Neden ben, neden benim bebeğim gitti diye. İçimi kurt gibi kemirdi bu soru,
gecelerce, günlerce, haftalarca ve hatta aylarca. Ben neden dedikçe, hayattan
kendimi koparıyordum, kendim olmaktan kopuyordum. Bir şekilde bende
tutunmalıydım hayata. Yeni bir bebeğim neden olmasın dedim. Neden ben diye
sormayı bıraktıktan sonra kendime geldim.
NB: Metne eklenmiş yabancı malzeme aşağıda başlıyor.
//! Per-entity permanent modifiers with replace-on-write.

use std::sync::Arc;

use dashmap::DashMap;
use dashmap::mapref::entry::Entry;

use economy_core::{EntityId, PermanentModifiers};

/// Holds one immutable [`PermanentModifiers`] snapshot per entity.
///
/// Readers clone the `Arc` and work on a complete snapshot; writers build a
/// new value and swap it in while holding the entity's shard entry.
#[derive(Debug, Default)]
pub struct PermanentModifierStore {
    entries: DashMap<EntityId, Arc<PermanentModifiers>>,
    empty: Arc<PermanentModifiers>,
}

impl PermanentModifierStore {
    pub fn new() -> Self {
        Self::default()
    }

    /// Current snapshot; an entity with nothing stored gets an empty set.
    pub fn get(&self, entity: EntityId) -> Arc<PermanentModifiers> {
        self.entries
            .get(&entity)
            .map(|entry| Arc::clone(entry.value()))
            .unwrap_or_else(|| Arc::clone(&self.empty))
    }

    pub fn replace(&self, entity: EntityId, modifiers: PermanentModifiers) {
        self.entries.insert(entity, Arc::new(modifiers));
    }

    /// Applies `f` to the current snapshot, stores the set it returns and
    /// hands back its second value.
    ///
    /// The entity's entry stays locked for the duration of `f`, so two
    /// updates of the same entity never interleave. On error nothing changes.
    pub fn update<T, E>(
        &self,
        entity: EntityId,
        f: impl FnOnce(&PermanentModifiers) -> Result<(PermanentModifiers, T), E>,
    ) -> Result<T, E> {
        match self.entries.entry(entity) {
            Entry::Occupied(mut entry) => {
                let (next, out) = f(entry.get())?;
                entry.insert(Arc::new(next));
                Ok(out)
            }
            Entry::Vacant(entry) => {
                let (next, out) = f(&self.empty)?;
                entry.insert(Arc::new(next));
                Ok(out)
            }
        }
    }

    /// Infallible form of [`update`](Self::update).
    pub fn apply<T>(
        &self,
        entity: EntityId,
        f: impl FnOnce(&PermanentModifiers) -> (PermanentModifiers, T),
    ) -> T {
        let Ok(out) = self.update::<T, std::convert::Infallible>(entity, |m| Ok(f(m)));
        out
    }

    pub fn remove(&self, entity: EntityId) -> Option<Arc<PermanentModifiers>> {
        self.entries.remove(&entity).map(|(_, modifiers)| modifiers)
    }

    pub fn len(&self) -> usize {
        self.entries.len()
    }

    pub fn is_empty(&self) -> bool {
        self.entries.is_empty()
    }
}
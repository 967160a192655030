//! Reward table loader.

use std::collections::HashSet;
use std::path::Path;

use economy_core::{BonusCatalog, CatalogError, RewardTableDef};
use serde::{Deserialize, Serialize};

use crate::loaders::{LoadResult, read_file};

/// Reward table structure for RON files.
#[derive(Debug, Clone, Default, Serialize, Deserialize)]
pub struct RewardsFile {
    pub tables: Vec<RewardTableDef>,
}

/// Reward tables with their catalog references checked.
#[derive(Debug, Clone, Default)]
pub struct LoadedRewards {
    pub tables: Vec<RewardTableDef>,
    /// One error per entry dropped for naming a missing boost or pet type.
    pub skipped: Vec<CatalogError>,
}

/// Loader for reward tables from RON files.
///
/// Only the file shape is checked here. Weights are validated when a table
/// is first built, so a bad table fails on use instead of blocking startup.
pub struct RewardsLoader;

impl RewardsLoader {
    pub fn load(path: &Path) -> LoadResult<Vec<RewardTableDef>> {
        let content = read_file(path)?;
        Self::parse(&content).map_err(|e| anyhow::anyhow!("{} ({})", e, path.display()))
    }

    pub fn parse(content: &str) -> LoadResult<Vec<RewardTableDef>> {
        let file: RewardsFile = ron::from_str(content)
            .map_err(|e| anyhow::anyhow!("Failed to parse reward tables RON: {}", e))?;

        let mut seen = HashSet::new();
        for table in &file.tables {
            if !seen.insert(table.id.clone()) {
                anyhow::bail!("Duplicate reward table '{}'", table.id);
            }
        }

        Ok(file.tables)
    }

    /// Drops entries whose payload names a boost or pet type missing from
    /// `catalog`, so a typo is reported at startup instead of after a draw.
    ///
    /// A table left without entries still loads and fails on selection.
    pub fn resolve(tables: Vec<RewardTableDef>, catalog: &BonusCatalog) -> LoadedRewards {
        let mut skipped = Vec::new();
        let tables = tables
            .into_iter()
            .map(|mut table| {
                table.entries.retain(|entry| match entry.payload.check_refs(catalog) {
                    Ok(()) => true,
                    Err(e) => {
                        skipped.push(e);
                        false
                    }
                });
                table
            })
            .collect();
        LoadedRewards { tables, skipped }
    }
}
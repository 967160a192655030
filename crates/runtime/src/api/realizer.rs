//! Hand-off for reward payloads the bonus engine does not own.

use economy_core::{EntityId, RewardPayload};

/// Turns a currency or item payload into a concrete in-game grant.
///
/// Called synchronously from [`EconomyService::grant`](crate::EconomyService::grant);
/// implementations should enqueue work rather than block.
pub trait RewardRealizer: Send + Sync {
    fn realize(&self, entity: EntityId, payload: &RewardPayload);
}

/// Realizer that only logs. Used when the host has no economy of its own.
#[derive(Debug, Default, Clone, Copy)]
pub struct NoopRealizer;

impl RewardRealizer for NoopRealizer {
    fn realize(&self, entity: EntityId, payload: &RewardPayload) {
        tracing::debug!(
            "No realizer configured, dropping {} for {}",
            payload.describe(),
            entity
        );
    }
}
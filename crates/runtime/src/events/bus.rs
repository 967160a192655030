//! Topic-based event bus implementation.

use std::sync::Arc;

use serde::{Deserialize, Serialize};
use tokio::sync::broadcast;

use super::types::{Announcement, BoostEvent, ModifierEvent, RewardEvent};

/// Topics for event routing
#[derive(Debug, Clone, Copy, Hash, Eq, PartialEq, Serialize, Deserialize)]
pub enum Topic {
    /// Timed boost activation and expiry
    Boost,
    /// Reward grants
    Reward,
    /// Crystal and pet changes
    Modifier,
    /// Human-readable notices
    Announcement,
}

impl Topic {
    pub const ALL: [Topic; 4] = [
        Topic::Boost,
        Topic::Reward,
        Topic::Modifier,
        Topic::Announcement,
    ];

    const fn index(self) -> usize {
        self as usize
    }
}

/// Event wrapper that carries the topic and typed event
#[derive(Debug, Clone, PartialEq, Serialize, Deserialize)]
pub enum EconomyEvent {
    Boost(BoostEvent),
    Reward(RewardEvent),
    Modifier(ModifierEvent),
    Announced(Announcement),
}

impl EconomyEvent {
    pub fn topic(&self) -> Topic {
        match self {
            EconomyEvent::Boost(_) => Topic::Boost,
            EconomyEvent::Reward(_) => Topic::Reward,
            EconomyEvent::Modifier(_) => Topic::Modifier,
            EconomyEvent::Announced(_) => Topic::Announcement,
        }
    }
}

/// Topic-based event bus
///
/// One broadcast channel per topic, created up front. Publishing never
/// blocks; events sent while a topic has no subscribers are dropped.
#[derive(Clone)]
pub struct EventBus {
    channels: Arc<[broadcast::Sender<EconomyEvent>; 4]>,
}

impl EventBus {
    /// Creates a new event bus with default capacity for each topic
    pub fn new() -> Self {
        Self::with_capacity(100)
    }

    /// Creates a new event bus with specified capacity per topic
    pub fn with_capacity(capacity: usize) -> Self {
        let capacity = capacity.max(1);
        Self {
            channels: Arc::new(Topic::ALL.map(|_| broadcast::channel(capacity).0)),
        }
    }

    /// Publish an event to its corresponding topic
    pub fn publish(&self, event: EconomyEvent) {
        let topic = event.topic();
        if self.channels[topic.index()].send(event).is_err() {
            tracing::trace!("No subscribers for topic {:?}", topic);
        }
    }

    /// Subscribe to a specific topic
    pub fn subscribe(&self, topic: Topic) -> broadcast::Receiver<EconomyEvent> {
        self.channels[topic.index()].subscribe()
    }

    pub fn subscriber_count(&self, topic: Topic) -> usize {
        self.channels[topic.index()].receiver_count()
    }
}

impl Default for EventBus {
    fn default() -> Self {
        Self::new()
    }
}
Tuğberk’in durumunda da tekrar neden ben diye sormaya
başlasam, biliyordum hayattan kopacağımı. Ve benim hayattan kopmam daha iki
aylık bile olmamış oğlumun da hayattan kopması demekti. Şimdi güçlü olma
vaktiydi, her şeye, herkese göğüs germe vaktiydi. Mutsuz olacak vakit bile
yoktu. Sürekli Tuğberk ile ilgilenmeli, olabileceğim en güzel ve pozitif yanımla
onun yanında olup, bu süreç boyunca destek olmalıydım. Çünkü onun hayata
tutunacağı tek dal, hayatla iletişimi olan tek araç, gözü, kulağı, yemeği,
burnu, her şeyi bendim. O yüzden kendimi bırakmaya hakkım yoktu. Ailemin,
arkadaşların, akrabaların hatta eşimin bile kendini bırakmaya, ağlayıp
dövünmeye hakkı vardı ama benim yoktu. Ben olmasam Tuğberk ne yapardı, bu sefer
aklımdaki tek soruydu. Üzülmek için vaktimiz de yoktu. Hemen savaşa
başlamalıydık. Yapabileceğimizin en ama en iyisini yapmalıydık.
Hiçbir zaman
Tuğberk’in yanında kendimi bırakmadım. Ya uyuttum ya da annemlere bıraktım,
dışarı çıkıp ne yapacaksam ne kadar ağlayacaksam ağladım. Ama Tuğberk’in yanına
hep güler yüzlü girmeyi bildim, zorladım kendimi, ama gene de bırakmadım
gülümsemeyi. İsyan etmenin yardımcı olmadığını bir önceki olaydan dolayı
biliyordum. O zaman bu sefer göğüslemeliydim olan biteni kabullenip, hemen
savaşa başlamalıydım. Doğru kelime SAVAŞmaktı. Oğlum için, onun hayata
tutunması için savaşmalıydım. Savaşta yaralar olur, zafer bir gelir, bir gider,
kazandım zannedersin düşman bir anda tuzak kuruverir önüne, bu süreçte işte
böyle oldu bizim için. Ama umut etmeyi hiç bırakmadık.